101017> <[ServletContext@462961596[app:bea_wls_deployment_internal 
module:bea_wls_deployment_internal.war path:/bea_wls_deployment_internal spec-

version:null]] Root  ServletException.

java.lang.OutOfMemoryError: GC overhead limit exceeded 

>

< Dec 2, 2015 2:51:49 PM EST> <Warning> <RMI> <cphypprod1v.sherwin.com>   <AnalyticProviderServices0> <[STANDBY] ExecuteThread: '8' for queue:   'weblogic.kernel.Default (self-tuning)'>  
<<WLS Kernel>> <> <> <1449085909264> < BEA-080003> < RuntimeException thrown by  
rmi server: javax.management.remote.rmi.RMIConnectionImpl.invoke 
(Ljavax.management.ObjectName;Ljava.lang.String;Ljava.rmi.Marshal 

>

I need to modify it so it looks like:

  < Dec 2, 2015 2:51:49 PM EST> <Error> <HTTP> <cphypprod1v..com> <AnalyticProviderServices0> <[ACTIVE] ExecuteThread: '3' for queue: 'weblogic.kernel.Default (self-tuning)'> <<WLS Kernel> <><1449085909249> <BEA-101017> <[ServletContext@462961596[app:bea_wls_deployment_internal module:bea_wls_deployment_internal.war path:/bea_wls_deployment_internal spec-version:null]] Root  ServletException. java.lang.OutOfMemoryError: GC overhead limit exceeded  >

< Dec 2, 2015 2:51:49 PM EST> <Warning> <RMI> <cphypprod1v.sherwin.com>   <AnalyticProviderServices0> <[STANDBY] ExecuteThread: '8' for queue:   'weblogic.kernel.Default (self-tuning)'>  
<<WLS Kernel>> <> <> < 1449085909264> < BEA-080003> < RuntimeException thrown by  rmi server: javax.management.remote.rmi.RMIConnectionImpl.invoke (Ljavax.management.ObjectName;Ljava.lang.String;Ljava.rmi.Marshal >

Everything between < and > must be on the same line. How can I do this?

  • Hi and welcome to the site. Please use the formatting tools to format your example files as code.
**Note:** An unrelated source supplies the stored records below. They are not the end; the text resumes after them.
//! Entities produced by a single parse
#![allow(clippy::must_use_candidate)] // Accessors are obvious at call sites.

use crate::dialect::Dialect;
use serde::{Deserialize, Serialize};
use std::collections::{BTreeMap, HashSet};
use tracing::debug;

/// Interchange and message header attributes.
///
/// Each interchange carries one header, so repeated header segments simply
/// overwrite earlier values.
#[derive(Debug, Clone, Default, PartialEq, Eq, Serialize, Deserialize)]
pub struct HeaderInfo {
    /// Interchange sender identification (UNB)
    #[serde(default, skip_serializing_if = "Option::is_none")]
    pub sender: Option<String>,

    /// Interchange recipient identification (UNB)
    #[serde(default, skip_serializing_if = "Option::is_none")]
    pub recipient_code: Option<String>,

    /// Recipient display name, resolved from the seller party
    #[serde(default, skip_serializing_if = "Option::is_none")]
    pub recipient_name: Option<String>,

    /// Interchange preparation date/time, normalized
    #[serde(default, skip_serializing_if = "Option::is_none")]
    pub interchange_timestamp: Option<String>,

    /// Message reference number (UNH)
    #[serde(default, skip_serializing_if = "Option::is_none")]
    pub message_id: Option<String>,

    /// Document number (BGM)
    #[serde(default, skip_serializing_if = "Option::is_none")]
    pub document_number: Option<String>,

    /// Document date (DTM+137), normalized
    #[serde(default, skip_serializing_if = "Option::is_none")]
    pub document_date: Option<String>,

    /// Line item number for single-item messages (LIN)
    #[serde(default, skip_serializing_if = "Option::is_none")]
    pub line_item_number: Option<String>,

    /// Product identification for single-item messages (PIA)
    #[serde(default, skip_serializing_if = "Option::is_none")]
    pub product_code: Option<String>,
}

/// Role a trading partner plays in the message.
#[derive(Debug, Clone, Copy, PartialEq, Eq, Hash, PartialOrd, Ord, Serialize, Deserialize)]
#[serde(rename_all = "snake_case")]
pub enum PartyRole {
    Buyer,
    Seller,
    Supplier,
    ShipTo,
    DeliveryAddress,
}

impl PartyRole {
    /// Human-readable label.
    pub fn label(self) -> &'static str {
        match self {
            PartyRole::Buyer => "Buyer",
            PartyRole::Seller => "Seller",
            PartyRole::Supplier => "Supplier",
            PartyRole::ShipTo => "Ship to",
            PartyRole::DeliveryAddress => "Delivery address",
        }
    }
}

/// Trading partners keyed by role; one entry per role.
#[derive(Debug, Clone, Default, PartialEq, Eq, Serialize, Deserialize)]
#[serde(transparent)]
pub struct PartnerInfo {
    parties: BTreeMap<PartyRole, String>,
}

impl PartnerInfo {
    /// Create an empty partner set
    pub fn new() -> Self {
        Self::default()
    }

    /// Set the display string for a role, replacing any earlier value
    pub fn set(&mut self, role: PartyRole, display: impl Into<String>) {
        self.parties.insert(role, display.into());
    }

    /// Get the display string for a role
    pub fn get(&self, role: PartyRole) -> Option<&str> {
        self.parties.get(&role).map(String::as_str)
    }

    /// Iterate over all roles in a stable order
    pub fn iter(&self) -> impl Iterator<Item = (PartyRole, &str)> {
        self.parties.iter().map(|(role, value)| (*role, value.as_str()))
    }

    /// Delivery address, if one was given and is not blank
    pub fn delivery_location(&self) -> Option<&str> {
        self.get(PartyRole::DeliveryAddress)
            .filter(|value| !value.trim().is_empty())
    }

    pub fn len(&self) -> usize {
        self.parties.len()
    }

    pub fn is_empty(&self) -> bool {
        self.parties.is_empty()
    }
}

/// A line item, unique by part number within one parse.
#[derive(Debug, Clone, Default, PartialEq, Eq, Serialize, Deserialize)]
pub struct LineItem {
    pub part_number: String,

    #[serde(default)]
    pub description: String,

    #[serde(default, skip_serializing_if = "Option::is_none")]
    pub order_number: Option<String>,

    #[serde(default, skip_serializing_if = "Option::is_none")]
    pub location: Option<String>,

    /// Reference qualifier → value (RFF)
    #[serde(default, skip_serializing_if = "BTreeMap::is_empty")]
    pub references: BTreeMap<String, String>,
}

impl LineItem {
    /// Create a line item for a part number
    pub fn new(part_number: impl Into<String>) -> Self {
        Self {
            part_number: part_number.into(),
            ..Self::default()
        }
    }

    /// Set the description
    #[must_use]
    pub fn with_description(mut self, description: impl Into<String>) -> Self {
        self.description = description.into();
        self
    }
}

/// One delivery quantity on one date.
#[derive(Debug, Clone, Default, PartialEq, Eq, Serialize, Deserialize)]
pub struct DeliverySchedule {
    #[serde(default, skip_serializing_if = "Option::is_none")]
    pub part_number: Option<String>,

    #[serde(default, skip_serializing_if = "Option::is_none")]
    pub description: Option<String>,

    /// Delivery date, or the start of the delivery period
    pub date: String,

    /// End of the delivery period, when the row covers a range
    #[serde(default, skip_serializing_if = "Option::is_none")]
    pub date_to: Option<String>,

    /// Quantity exactly as transmitted
    pub quantity: String,

    #[serde(default, skip_serializing_if = "Option::is_none")]
    pub unit: Option<String>,

    /// Resolved quantity-type label
    pub quantity_type: String,

    /// Raw scheduling-condition code (SCC)
    #[serde(default)]
    pub condition_code: String,

    /// Resolved scheduling-condition label
    #[serde(default)]
    pub condition: String,

    #[serde(default, skip_serializing_if = "Option::is_none")]
    pub release: Option<String>,

    #[serde(default, skip_serializing_if = "Option::is_none")]
    pub order_number: Option<String>,
}

/// Key used to collapse redundant delivery rows.
#[derive(Debug, Clone, PartialEq, Eq, Hash)]
pub struct DeliveryKey {
    pub date: String,
    pub quantity: String,
    pub quantity_type: String,
    pub condition_code: String,
    pub unit: Option<String>,
}

impl DeliverySchedule {
    /// Composite key of (date, quantity, type, condition, unit)
    pub fn dedup_key(&self) -> DeliveryKey {
        DeliveryKey {
            date: self.date.clone(),
            quantity: self.quantity.clone(),
            quantity_type: self.quantity_type.clone(),
            condition_code: self.condition_code.clone(),
            unit: self.unit.clone(),
        }
    }
}

/// Everything one parse produced.
///
/// A fresh value is built for every parse, so nothing leaks between files.
#[derive(Debug, Clone, PartialEq, Eq, Serialize, Deserialize)]
pub struct Entities {
    pub dialect: Dialect,
    pub header: HeaderInfo,
    pub partners: PartnerInfo,
    pub line_items: Vec<LineItem>,
    pub deliveries: Vec<DeliverySchedule>,
}

impl Entities {
    /// Create an empty entity set for a dialect
    pub fn new(dialect: Dialect) -> Self {
        Self {
            dialect,
            header: HeaderInfo::default(),
            partners: PartnerInfo::default(),
            line_items: Vec::new(),
            deliveries: Vec::new(),
        }
    }

    /// Whether the parse yielded no delivery rows
    pub fn is_empty(&self) -> bool {
        self.deliveries.is_empty()
    }

    /// Position of the line item with this part number, if any
    pub fn line_item_index(&self, part_number: &str) -> Option<usize> {
        self.line_items
            .iter()
            .position(|item| item.part_number == part_number)
    }

    /// Return the index of the line item for `part_number`, appending a new
    /// one built by `create` when the part number has not been seen yet.
    pub fn ensure_line_item(
        &mut self,
        part_number: &str,
        create: impl FnOnce() -> LineItem,
    ) -> usize {
        if let Some(index) = self.line_item_index(part_number) {
            return index;
        }
        let mut item = create();
        item.part_number = part_number.to_string();
        self.line_items.push(item);
        self.line_items.len() - 1
    }

    /// Drop delivery rows whose (date, quantity, type, condition, unit) was
    /// already seen, keeping the first occurrence in place.
    pub fn dedup_deliveries(&mut self) -> usize {
        let before = self.deliveries.len();
        let mut seen = HashSet::new();
        self.deliveries
            .retain(|delivery| seen.insert(delivery.dedup_key()));
        let removed = before - self.deliveries.len();
        if removed > 0 {
            debug!(removed, kept = self.deliveries.len(), "Collapsed duplicate delivery rows");
        }
        removed
    }

    /// Replace the line items with the distinct (part number, description)
    /// pairs found in the delivery rows, in first-seen order. Rows without
    /// a part number contribute no line item.
    ///
    /// Order numbers, locations and references of an existing line item
    /// with the same part number are carried over.
    pub fn derive_line_items_from_deliveries(&mut self) {
        let mut previous = std::mem::take(&mut self.line_items);
        let mut derived: Vec<LineItem> = Vec::new();
        for delivery in &self.deliveries {
            let part_number = match delivery.part_number.as_deref() {
                Some(part_number) if !part_number.is_empty() => part_number.to_string(),
                _ => continue,
            };
            if derived.iter().any(|item| item.part_number == part_number) {
                continue;
            }
            let item = match previous.iter().position(|item| item.part_number == part_number) {
                Some(index) => previous.swap_remove(index),
                None => LineItem::new(part_number),
            };
            derived.push(item.with_description(delivery.description.clone().unwrap_or_default()));
        }
        self.line_items = derived;
    }
}
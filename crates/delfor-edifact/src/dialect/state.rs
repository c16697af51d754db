//! Transient state of the schedule-driven reducer

/// A quantity waiting for the date that resolves it
#[derive(Debug, Clone, PartialEq, Eq)]
pub struct PendingQuantity {
    pub quantity: String,
    pub quantity_type: String,
    pub unit: Option<String>,
}

/// What the reducer is accumulating between segments.
///
/// Threaded by `&mut` through every segment handler. Pending quantities
/// are dropped whenever a new line item or scheduling condition starts,
/// and after each resolving date.
#[derive(Debug, Clone, Default, PartialEq, Eq)]
pub struct ParseState {
    pub part_number: String,
    pub description: String,
    pub location: String,
    pub order_number: String,
    pub condition: String,
    pub release: String,
    /// Index into `Entities::line_items` of the active line item
    pub line_item: Option<usize>,
    pending: Vec<PendingQuantity>,
}

impl ParseState {
    pub fn new() -> Self {
        Self::default()
    }

    /// Reset for a new LIN. Location and order number carry over.
    pub fn start_line_item(&mut self) {
        self.part_number.clear();
        self.description.clear();
        self.condition.clear();
        self.release.clear();
        self.line_item = None;
        self.pending.clear();
    }

    /// Enter a scheduling-condition block
    pub fn start_condition(&mut self, code: impl Into<String>) {
        self.condition = code.into();
        self.pending.clear();
        if self.condition == crate::codes::SCC_BACKLOG {
            self.release.clear();
        }
    }

    /// Record a new release number; quantities seen so far are dropped so
    /// the release only applies to quantities that follow it.
    pub fn set_release(&mut self, release: impl Into<String>) {
        self.release = release.into();
        self.pending.clear();
    }

    pub fn buffer_quantity(&mut self, quantity: PendingQuantity) {
        self.pending.push(quantity);
    }

    pub fn pending(&self) -> &[PendingQuantity] {
        &self.pending
    }

    /// Take all pending quantities, leaving the buffer empty
    pub fn take_pending(&mut self) -> Vec<PendingQuantity> {
        std::mem::take(&mut self.pending)
    }

    pub fn is_backlog(&self) -> bool {
        self.condition == crate::codes::SCC_BACKLOG
    }
}
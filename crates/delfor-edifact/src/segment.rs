//! Segment classification
//!
//! A segment is split on the element separator into fields. Field 0 is
//! the tag, so `field(1)` is the first data element, matching the way
//! segment layouts are usually written down (`QTY+113:250:PCE` has the
//! quantity composite in field 1). Absent fields read as empty strings;
//! callers check [`Segment::has_fields`] before relying on a position.

use crate::syntax::Separators;

/// A classified EDIFACT segment
#[derive(Debug, Clone, PartialEq, Eq)]
pub struct Segment {
    /// Segment tag, e.g. `QTY`
    pub tag: String,
    /// Raw fields with release characters intact; field 0 is the tag
    fields: Vec<String>,
    /// Zero-based index of the segment in the interchange
    pub index: usize,
    separators: Separators,
}

impl Segment {
    /// Classify one segment string. Never fails.
    pub fn classify(raw: &str, index: usize, separators: Separators) -> Self {
        let fields: Vec<String> = separators
            .split(raw, separators.element)
            .into_iter()
            .map(str::to_string)
            .collect();
        let tag = fields
            .first()
            .map(|tag| separators.unescape(tag.trim()).into_owned())
            .unwrap_or_default();

        Self {
            tag,
            fields,
            index,
            separators,
        }
    }

    /// Classify with the default separators
    pub fn parse(raw: &str) -> Self {
        Self::classify(raw, 0, Separators::default())
    }

    /// Whether this segment has the given tag
    pub fn is(&self, tag: &str) -> bool {
        self.tag == tag
    }

    /// Number of fields, tag included
    pub fn field_count(&self) -> usize {
        self.fields.len()
    }

    /// Whether at least `count` fields (tag included) are present
    pub fn has_fields(&self, count: usize) -> bool {
        self.fields.len() >= count
    }

    /// Raw field text, release characters intact; empty when absent
    pub fn raw_field(&self, index: usize) -> &str {
        self.fields.get(index).map_or("", String::as_str)
    }

    /// Field value with release characters removed; empty when absent
    pub fn field(&self, index: usize) -> String {
        self.separators.unescape(self.raw_field(index)).into_owned()
    }

    /// Fields from `start` onwards, unescaped
    pub fn fields_from(&self, start: usize) -> Vec<String> {
        (start..self.fields.len()).map(|i| self.field(i)).collect()
    }

    /// Whether a field holds more than one component
    pub fn is_composite(&self, index: usize) -> bool {
        self.component_count(index) > 1
    }

    /// Number of components in a field (an absent field has one empty component)
    pub fn component_count(&self, index: usize) -> usize {
        self.separators
            .split(self.raw_field(index), self.separators.component)
            .len()
    }

    /// Components of a field, unescaped
    pub fn components(&self, index: usize) -> Vec<String> {
        self.separators
            .split(self.raw_field(index), self.separators.component)
            .into_iter()
            .map(|c| self.separators.unescape(c).into_owned())
            .collect()
    }

    /// One component of a field; empty when absent
    pub fn component(&self, index: usize, component: usize) -> String {
        self.components(index)
            .into_iter()
            .nth(component)
            .unwrap_or_default()
    }

    /// First component of field 1, the qualifier of most DELFOR segments
    pub fn qualifier(&self) -> String {
        self.component(1, 0)
    }

    /// Text of a field after skipping up to `max_leading` empty leading
    /// components, with the remaining components run together.
    ///
    /// `IMD+F++:::BRAKE CALIPER` yields `BRAKE CALIPER` for field 3.
    pub fn free_text(&self, index: usize, max_leading: usize) -> String {
        let components = self.components(index);
        let leading = components
            .iter()
            .take(max_leading)
            .take_while(|c| c.is_empty())
            .count();
        components[leading..].concat().trim().to_string()
    }
}

/// Tokenize and classify a whole interchange
pub fn classify_all(text: &str, separators: Separators) -> Vec<Segment> {
    crate::tokenizer::Tokenizer::with_separators(separators)
        .tokenize(text)
        .into_iter()
        .enumerate()
        .map(|(index, raw)| Segment::classify(raw, index, separators))
        .collect()
}
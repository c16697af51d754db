//! Delivery row writer

use crate::config::ExportConfig;
use crate::errors::{ExportError, ExportResult};
use chrono::NaiveDate;
use delfor_edifact::dates::parse_canonical;
use delfor_edifact::iso_week;
use delfor_model::{DeliverySchedule, Dialect, Entities};
use std::cmp::Ordering;
use std::fs::File;
use std::io::Write;
use std::path::Path;
use tracing::{debug, trace};

const PART_HEADER: &str = "Part";
const ROW_HEADERS: [&str; 5] = ["Date", "Week", "Quantity", "Condition", "Delivery location"];

/// What an export call did
#[derive(Debug, Clone, Copy, PartialEq, Eq)]
pub enum ExportOutcome {
    Written { rows: usize },
    /// The schedule had no delivery rows; nothing was written
    NothingToExport,
}

/// One output row, ready to be rendered
#[derive(Debug, Clone, PartialEq)]
pub struct ExportRow {
    pub part_number: Option<String>,
    pub date: String,
    /// ISO week, 0 when the date cannot be read
    pub week: u32,
    pub quantity: f64,
    pub condition: String,
    pub location: String,
    sort_date: Option<NaiveDate>,
}

impl ExportRow {
    fn from_delivery(delivery: &DeliverySchedule, location: &str) -> Self {
        Self {
            part_number: delivery.part_number.clone(),
            date: delivery.date.clone(),
            week: iso_week(&delivery.date).value().unwrap_or(0),
            quantity: export_quantity(&delivery.quantity),
            condition: delivery.condition.clone(),
            location: location.to_string(),
            sort_date: parse_canonical(&delivery.date),
        }
    }

    /// Render as CSV fields, with or without the part column
    pub fn to_record(&self, with_part: bool) -> Vec<String> {
        let mut record = Vec::with_capacity(ROW_HEADERS.len() + 1);
        if with_part {
            record.push(self.part_number.clone().unwrap_or_default());
        }
        record.push(self.date.clone());
        record.push(self.week.to_string());
        record.push(self.quantity.to_string());
        record.push(self.condition.clone());
        record.push(self.location.clone());
        record
    }
}

/// Quantity as a number: stray `'` removed, 0 when unreadable
pub fn export_quantity(raw: &str) -> f64 {
    raw.trim()
        .trim_matches('\'')
        .trim()
        .parse::<f64>()
        .ok()
        .filter(|value| value.is_finite())
        .unwrap_or(0.0)
}

/// Column headers for a dialect's export
pub fn headers(dialect: Dialect) -> Vec<&'static str> {
    let mut headers = Vec::with_capacity(ROW_HEADERS.len() + 1);
    if dialect.has_part_numbers() {
        headers.push(PART_HEADER);
    }
    headers.extend(ROW_HEADERS);
    headers
}

/// Writes delivery schedules as delimited text
#[derive(Debug, Clone, Default)]
pub struct DeliveryWriter {
    config: ExportConfig,
}

impl DeliveryWriter {
    /// Create a writer with the default configuration
    pub fn new() -> Self {
        Self::default()
    }

    /// Set the configuration
    #[must_use]
    pub fn with_config(mut self, config: ExportConfig) -> Self {
        self.config = config;
        self
    }

    pub fn config(&self) -> &ExportConfig {
        &self.config
    }

    /// Build the output rows, sorted by part number and then date.
    ///
    /// Rows whose date cannot be read sort after the dated rows of the same
    /// part; ties keep their parse order.
    pub fn rows(&self, entities: &Entities) -> Vec<ExportRow> {
        let location = entities
            .partners
            .delivery_location()
            .unwrap_or(self.config.fallback_location.as_str());

        let mut rows: Vec<ExportRow> = entities
            .deliveries
            .iter()
            .map(|delivery| ExportRow::from_delivery(delivery, location))
            .collect();

        rows.sort_by(|a, b| {
            let part_a = a.part_number.as_deref().unwrap_or_default();
            let part_b = b.part_number.as_deref().unwrap_or_default();
            part_a
                .cmp(part_b)
                .then_with(|| compare_dates(a.sort_date, b.sort_date))
        });
        rows
    }

    /// Write the schedule to `writer`
    pub fn write<W: Write>(&self, writer: W, entities: &Entities) -> ExportResult<ExportOutcome> {
        if entities.is_empty() {
            debug!(dialect = %entities.dialect, "No delivery rows to export");
            return Ok(ExportOutcome::NothingToExport);
        }

        let delimiter = self.config.delimiter_u8().ok_or_else(|| {
            ExportError::config(format!(
                "delimiter '{}' is not a single ASCII character",
                self.config.delimiter
            ))
        })?;

        let mut csv_writer = csv::WriterBuilder::new()
            .delimiter(delimiter)
            .from_writer(writer);

        let with_part = entities.dialect.has_part_numbers();
        if self.config.has_header {
            csv_writer.write_record(headers(entities.dialect))?;
        }

        let rows = self.rows(entities);
        for row in &rows {
            let record = row.to_record(with_part);
            csv_writer.write_record(&record)?;
            trace!(?record, "Wrote delivery row");
        }

        csv_writer.flush()?;
        debug!(dialect = %entities.dialect, rows = rows.len(), "Finished writing delivery rows");
        Ok(ExportOutcome::Written { rows: rows.len() })
    }

    /// Write the schedule to a file. No file is created when there is
    /// nothing to export.
    pub fn write_to_path(
        &self,
        path: impl AsRef<Path>,
        entities: &Entities,
    ) -> ExportResult<ExportOutcome> {
        if entities.is_empty() {
            return Ok(ExportOutcome::NothingToExport);
        }
        let path = path.as_ref();
        let file = File::create(path).map_err(|source| ExportError::Create {
            path: path.to_path_buf(),
            source,
        })?;
        self.write(file, entities)
    }
}

fn compare_dates(a: Option<NaiveDate>, b: Option<NaiveDate>) -> Ordering {
    match (a, b) {
        (Some(a), Some(b)) => a.cmp(&b),
        (Some(_), None) => Ordering::Less,
        (None, Some(_)) => Ordering::Greater,
        (None, None) => Ordering::Equal,
    }
}
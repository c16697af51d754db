//! Partner parsing strategies
//!
//! Each trading partner gets one [`PartnerStrategy`]. Strategies are
//! stateless unit values: all transient state lives in locals of a single
//! `parse_segments` call, so one strategy can serve any number of files,
//! concurrently or not, without results bleeding between them.

mod cummins;
mod fixed_block;
mod state;

pub use cummins::CumminsStrategy;
pub use fixed_block::{FixedBlockStrategy, MINEBEA, TRW_KOBLENZ};
pub use state::{ParseState, PendingQuantity};

use crate::dates::normalize_interchange_timestamp;
use crate::segment::Segment;
use delfor_model::{Dialect, Entities, HeaderInfo};
use tracing::debug;

/// Turns a classified segment sequence into entities for one dialect
pub trait PartnerStrategy: Send + Sync {
    /// Dialect handled by this strategy
    fn dialect(&self) -> Dialect;

    /// Consume the segments in arrival order and build the entity set.
    ///
    /// Never fails; segments that are too short to use are skipped.
    fn parse_segments(&self, segments: &[Segment]) -> Entities;
}

static CUMMINS: CumminsStrategy = CumminsStrategy;

/// Strategy for a dialect
pub fn strategy_for(dialect: Dialect) -> &'static dyn PartnerStrategy {
    match dialect {
        Dialect::Cummins => &CUMMINS,
        Dialect::Minebea => &MINEBEA,
        Dialect::TrwKoblenz => &TRW_KOBLENZ,
    }
}

/// UNB: sender, recipient code and preparation timestamp
pub(crate) fn apply_interchange_header(header: &mut HeaderInfo, segment: &Segment) {
    if !segment.has_fields(5) {
        skip_short(segment, 5);
        return;
    }
    header.sender = Some(segment.field(2));
    header.recipient_code = Some(segment.field(3));
    header.interchange_timestamp =
        Some(normalize_interchange_timestamp(&segment.field(4)).into_string());
}

/// BGM: document number
pub(crate) fn apply_message_begin(header: &mut HeaderInfo, segment: &Segment) {
    if !segment.has_fields(3) {
        skip_short(segment, 3);
        return;
    }
    header.document_number = Some(segment.field(2));
}

/// Non-empty fields from `start` onwards
pub(crate) fn non_empty_fields(segment: &Segment, start: usize) -> Vec<String> {
    segment
        .fields_from(start)
        .into_iter()
        .map(|field| field.trim().to_string())
        .filter(|field| !field.is_empty())
        .collect()
}

pub(crate) fn skip_short(segment: &Segment, required: usize) {
    debug!(
        tag = %segment.tag,
        index = segment.index,
        fields = segment.field_count(),
        required,
        "Skipping short segment"
    );
}

#[cfg(test)]
mod tests {
    use super::*;

    #[test]
    fn test_strategy_for_each_dialect() {
        for dialect in Dialect::ALL {
            assert_eq!(strategy_for(dialect).dialect(), dialect);
        }
    }

    #[test]
    fn test_interchange_header() {
        let mut header = HeaderInfo::default();
        apply_interchange_header(
            &mut header,
            &Segment::parse("UNB+UNOC:3+SENDER01:ZZ+RECV02:ZZ+240315:0930+77"),
        );
        assert_eq!(header.sender.as_deref(), Some("SENDER01:ZZ"));
        assert_eq!(header.recipient_code.as_deref(), Some("RECV02:ZZ"));
        assert_eq!(header.interchange_timestamp.as_deref(), Some("15.03.2024 09:30"));
    }

    #[test]
    fn test_short_header_is_ignored() {
        let mut header = HeaderInfo::default();
        apply_interchange_header(&mut header, &Segment::parse("UNB+UNOC:3+SENDER"));
        apply_message_begin(&mut header, &Segment::parse("BGM+241"));
        assert_eq!(header, HeaderInfo::default());
    }

    #[test]
    fn test_non_empty_fields() {
        let segment = Segment::parse("NAD+CN+1++NAME+ +STREET++CITY");
        assert_eq!(non_empty_fields(&segment, 5), vec!["STREET", "CITY"]);
    }
}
I have edited your question to what I think you meant, but please make sure I didn't make any mistakes. – terdon Jul 27 '16 at 18:39
  • Is the <br> actually part of your file? – terdon Jul 27 '16 at 18:40
  • no..i changed it. – Naresh Jul 27 '16 at 18:46
5

With awk

awk 'BEGIN{RS=">\n+";ORS=">\n";FS="\n"} {$1=$1}1' yourfile
< Jan 20, 2016 11:58:09 AM EST  Test1 Sample Test1 >
< Jan 20, 2016 11:58:09 AM EST Sample Test It is not  T1 T2 >

If you want a blank line between each output, you can add an extra \n to the ORS i.e.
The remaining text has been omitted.